聚合酶链反应对耐甲氧西林葡萄球菌的监测

PCR for a Surreillence Study on Methicillin-resistant Staphylococcus Areus

为了解同济医院临床各科室分离的金黄色葡萄球菌对甲氧西林类抗生素耐药性的状况 ,收集同济医院临床各科室 1999年分离的金黄色葡萄球菌 84株 ,通过设计的引物 ,利用扩增耐甲氧西林金黄色葡萄球菌的 m ec A基因 ,用地高辛标记的特异性探针与 PCR扩增产物杂交。 84株金黄色葡萄球菌中获得 8株扩增产物为阳性的菌株 ,用这些阳性产物与地高辛标记的探针进行 Southern blot分析 ,杂交结果与 PCR结果一致 ,故同济医院 1999年金黄色葡萄球菌对甲氧西林耐药率为 8.8%。将聚合酶链反应技术用于检测耐甲氧西林金黄色葡萄球菌 (MRSA) ,其敏感性、特异性较高 ,且重复性好 ,准确率比实验室常用纸片法更高 ,为指导临床应用抗生素提供了一个切实可行的方法。
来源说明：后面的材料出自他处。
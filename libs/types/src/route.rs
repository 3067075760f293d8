//! Quotes, routes and execution bounds

use crate::amount::{format_units, NormalizedAmount};
use crate::pool::PoolKey;
use ethereum_types::{H160, U256};
use std::fmt;

/// Liquidity source family
#[derive(Debug, Clone, Copy, PartialEq, Eq, Hash)]
pub enum SourceKind {
    V3Direct,
    V2Volatile,
    V2Stable,
    V3MultiHop,
}

impl SourceKind {
    /// Preference among equal outputs; lower wins (simpler execution first)
    pub fn tie_break_rank(self) -> u8 {
        match self {
            Self::V3Direct => 0,
            Self::V2Volatile => 1,
            Self::V2Stable => 2,
            Self::V3MultiHop => 3,
        }
    }

    pub fn as_str(self) -> &'static str {
        match self {
            Self::V3Direct => "v3-direct",
            Self::V2Volatile => "v2-volatile",
            Self::V2Stable => "v2-stable",
            Self::V3MultiHop => "v3-multihop",
        }
    }
}

impl fmt::Display for SourceKind {
    fn fmt(&self, f: &mut fmt::Formatter<'_>) -> fmt::Result {
        f.write_str(self.as_str())
    }
}

/// One pool trade in execution order
#[derive(Debug, Clone, PartialEq, Eq)]
pub struct Hop {
    pub token_in: H160,
    pub token_out: H160,
    pub pool: PoolKey,
}

/// Source-specific data the execution layer needs
#[derive(Debug, Clone, Default, PartialEq, Eq)]
pub struct QuoteMetadata {
    /// Fee-tier tick spacing (V3 direct, first leg of multi-hop)
    pub tick_spacing: Option<i32>,
    /// Second-leg tick spacing (multi-hop)
    pub second_tick_spacing: Option<i32>,
    /// Intermediate token (multi-hop)
    pub intermediate: Option<H160>,
    /// Reported by the quoter simulation
    pub sqrt_price_x96_after: Option<U256>,
    pub initialized_ticks_crossed: Option<u32>,
    pub gas_estimate: Option<U256>,
}

/// Output of one source for one request
#[derive(Debug, Clone, PartialEq, Eq)]
pub struct Quote {
    pub source: SourceKind,
    pub amount_in: U256,
    pub amount_out: U256,
    /// Precision of the output token, needed for normalized comparison
    pub out_decimals: u8,
    pub hops: Vec<Hop>,
    pub metadata: QuoteMetadata,
}

impl Quote {
    pub fn normalized_out(&self) -> NormalizedAmount {
        NormalizedAmount::new(self.amount_out, self.out_decimals)
    }
}

/// The selected quote, ready for execution
#[derive(Debug, Clone, PartialEq, Eq)]
pub struct Route {
    pub quote: Quote,
}

impl Route {
    pub fn source(&self) -> SourceKind {
        self.quote.source
    }

    pub fn hops(&self) -> &[Hop] {
        &self.quote.hops
    }

    pub fn amount_out(&self) -> U256 {
        self.quote.amount_out
    }

    pub fn intermediate(&self) -> Option<H160> {
        self.quote.metadata.intermediate
    }
}

impl fmt::Display for Route {
    fn fmt(&self, f: &mut fmt::Formatter<'_>) -> fmt::Result {
        write!(
            f,
            "{} ({} hop{}) -> {}",
            self.quote.source,
            self.quote.hops.len(),
            if self.quote.hops.len() == 1 { "" } else { "s" },
            format_units(self.quote.amount_out, self.quote.out_decimals)
        )
    }
}

/// Slippage-bounded floor on the output, in the output token's smallest unit
#[derive(Debug, Clone, Copy, PartialEq, Eq)]
pub struct MinimumOutput {
    pub amount_out_min: U256,
    pub slippage_bps: u16,
}

/// Route plus the bound handed to the execution layer
#[derive(Debug, Clone, PartialEq, Eq)]
pub struct RoutePlan {
    pub route: Route,
    pub min_output: MinimumOutput,
}

#[cfg(test)]
mod tests {
    use super::*;

    #[test]
    fn test_tie_break_order() {
        let mut kinds = vec![
            SourceKind::V3MultiHop,
            SourceKind::V2Stable,
            SourceKind::V3Direct,
            SourceKind::V2Volatile,
        ];
        kinds.sort_by_key(|k| k.tie_break_rank());
        assert_eq!(
            kinds,
            vec![
                SourceKind::V3Direct,
                SourceKind::V2Volatile,
                SourceKind::V2Stable,
                SourceKind::V3MultiHop,
            ]
        );
    }

    #[test]
    fn test_route_display() {
        let a = H160::from_low_u64_be(1);
        let b = H160::from_low_u64_be(2);
        let route = Route {
            quote: Quote {
                source: SourceKind::V2Volatile,
                amount_in: U256::one(),
                amount_out: U256::from(1_992_013u64),
                out_decimals: 6,
                hops: vec![Hop {
                    token_in: a,
                    token_out: b,
                    pool: PoolKey::v2(a, b, false),
                }],
                metadata: QuoteMetadata::default(),
            },
        };
        assert_eq!(route.to_string(), "v2-volatile (1 hop) -> 1.992013");
    }
}
use anyhow::{bail, Context, Result};
use clap::Parser;
use eddy_amm::slippage_bps_from_percent;
use eddy_config::RouterConfig;
use eddy_router::{
    plan_position, snapshot_loader, CallBackend, ChainReader, PositionRequest, QuoteRequest,
    RouteAggregator, Web3CallBackend,
};
use rust_decimal::Decimal;
use std::path::PathBuf;
use std::sync::Arc;
use tracing::info;
use tracing_subscriber::EnvFilter;
use types::{format_units, parse_address};

/// Quote the best swap route over a pool snapshot
#[derive(Parser, Debug)]
#[command(name = "eddy_quote", version)]
struct Args {
    /// Router configuration (TOML); defaults apply when omitted
    #[arg(long)]
    config: Option<PathBuf>,

    /// Market snapshot (JSON)
    #[arg(long)]
    snapshot: PathBuf,

    /// Input token symbol or address
    #[arg(long)]
    token_in: String,

    /// Output token symbol or address
    #[arg(long)]
    token_out: String,

    /// Human amount of the input token, e.g. 1.5
    #[arg(long)]
    amount: String,

    /// Slippage tolerance in basis points
    #[arg(long, conflicts_with = "slippage")]
    slippage_bps: Option<u16>,

    /// Slippage tolerance in percent, e.g. 0.5
    #[arg(long)]
    slippage: Option<Decimal>,

    /// JSON-RPC endpoint for quoter simulation and chain refresh
    #[arg(long)]
    rpc_url: Option<String>,

    /// Re-read V3 slot state and V2 reserves before quoting (needs --rpc-url)
    #[arg(long, requires = "rpc_url")]
    refresh: bool,

    /// Multi-hop intermediate token; repeatable, overrides the configured set
    #[arg(long = "intermediate")]
    intermediates: Vec<String>,

    /// Lower range price (token-out per token-in) for a liquidity position
    #[arg(long)]
    range_lower: Option<f64>,

    /// Upper range price (token-out per token-in) for a liquidity position
    #[arg(long)]
    range_upper: Option<f64>,

    /// Tick spacing of the position's pool; defaults to the first configured spacing
    #[arg(long)]
    tick_spacing: Option<i32>,
}

#[tokio::main]
async fn main() -> Result<()> {
    let args = Args::parse();

    let mut config =
        RouterConfig::load(args.config.as_deref()).context("Failed to load router config")?;
    if let Some(rpc_url) = &args.rpc_url {
        config.rpc_url = Some(rpc_url.clone());
        config.validate()?;
    }

    let filter = EnvFilter::try_from_default_env()
        .unwrap_or_else(|_| EnvFilter::new(&config.log_level));
    tracing_subscriber::fmt().with_env_filter(filter).init();

    info!("🚀 Starting eddy_quote");

    let mut market = snapshot_loader::load_market_snapshot(&args.snapshot)?;
    let token_in = snapshot_loader::find_token(&market, &args.token_in)?;
    let token_out = snapshot_loader::find_token(&market, &args.token_out)?;
    let wrapped_native = config.wrapped_native_address()?;

    let backend: Option<Arc<dyn CallBackend>> = match &config.rpc_url {
        Some(url) => {
            let backend: Arc<dyn CallBackend> = Arc::new(Web3CallBackend::new(url, config.call_timeout())?);
            Some(backend)
        }
        None => None,
    };

    if let (true, Some(backend)) = (args.refresh, &backend) {
        let reader = ChainReader::new(backend.clone(), config.factory()?, config.tick_spacings.clone());
        let (a, b) = (
            token_in.routing_address(wrapped_native),
            token_out.routing_address(wrapped_native),
        );
        reader.refresh_v3_pair(&mut market, a, b).await;
        reader.refresh_v2_reserves(&mut market).await;
    }

    let mut request = QuoteRequest::from_human(token_in.clone(), token_out.clone(), &args.amount)?;
    match (args.slippage_bps, args.slippage) {
        (Some(bps), _) => request = request.with_slippage_bps(bps),
        (None, Some(percent)) => request = request.with_slippage_bps(slippage_bps_from_percent(percent)?),
        (None, None) => {}
    }
    if !args.intermediates.is_empty() {
        let intermediates = args
            .intermediates
            .iter()
            .map(|raw| match parse_address(raw) {
                Ok(address) => Ok(address),
                Err(_) => snapshot_loader::find_token(&market, raw).map(|t| t.address),
            })
            .collect::<Result<Vec<_>>>()?;
        request = request.with_intermediates(intermediates);
    }

    let aggregator = RouteAggregator::from_config(&config, backend)?;
    let plan = aggregator.quote_with_slippage(&request, &market).await?;

    println!("Route:       {}", plan.route);
    for hop in plan.route.hops() {
        println!("  hop        {:?} -> {:?} via {:?}", hop.token_in, hop.token_out, hop.pool);
    }
    println!(
        "Amount out:  {} {}",
        format_units(plan.route.amount_out(), token_out.decimals),
        token_out
    );
    println!(
        "Minimum out: {} {} ({} bps)",
        format_units(plan.min_output.amount_out_min, token_out.decimals),
        token_out,
        plan.min_output.slippage_bps
    );

    if args.range_lower.is_some() || args.range_upper.is_some() {
        let tick_spacing = match args.tick_spacing {
            Some(spacing) => spacing,
            None => match config.tick_spacings.first() {
                Some(spacing) => *spacing,
                None => bail!("No tick spacing configured for the position"),
            },
        };
        let input_amount: f64 = args
            .amount
            .parse()
            .with_context(|| format!("Invalid position amount {:?}", args.amount))?;

        let position = plan_position(
            &PositionRequest {
                base: token_in.clone(),
                quote: token_out.clone(),
                tick_spacing,
                lower_price: args.range_lower,
                upper_price: args.range_upper,
                input_token: token_in.address,
                input_amount,
            },
            &market,
            wrapped_native,
        )?;

        println!(
            "Position:    ticks [{}, {}] at spacing {}",
            position.lower_tick, position.upper_tick, position.tick_spacing
        );
        for token in [&token_in, &token_out] {
            let address = token.routing_address(wrapped_native);
            if let Some(amount) = position.amount_of(address) {
                println!("  deposit    {} {}", amount, token);
            }
        }
    }

    Ok(())
}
The resistance of staphylococcus areus isolated from clinical departments of Tongji Hospital to methicillin was studied. MecA gene coding penicillin binding protein 2a (PBP 2a ) of staphylococcus areus was detected by PCR. Eight-four strains of staphylococcus areus were collected in 1999. MecA gene was amplified by PCR with designated primers. Southern blot was used to detect the PCR products.It was found there were 8 positive strains of MRSA by PCR in 84 strains of all the staphylococcus areus with the results of Southern blot being same as those of PCR test. In all the 84 strains of staphylococcus areus, the positive rate of multidrug resistance of staphylococcus areus (MRSA) was 8.8 %. When PCR is used to detect MRSA, its sensitivity and speciality is high. It can duplicate well, too. The PCR and Southern blot provide an available method to guide antibiotic appliance in clinical practice.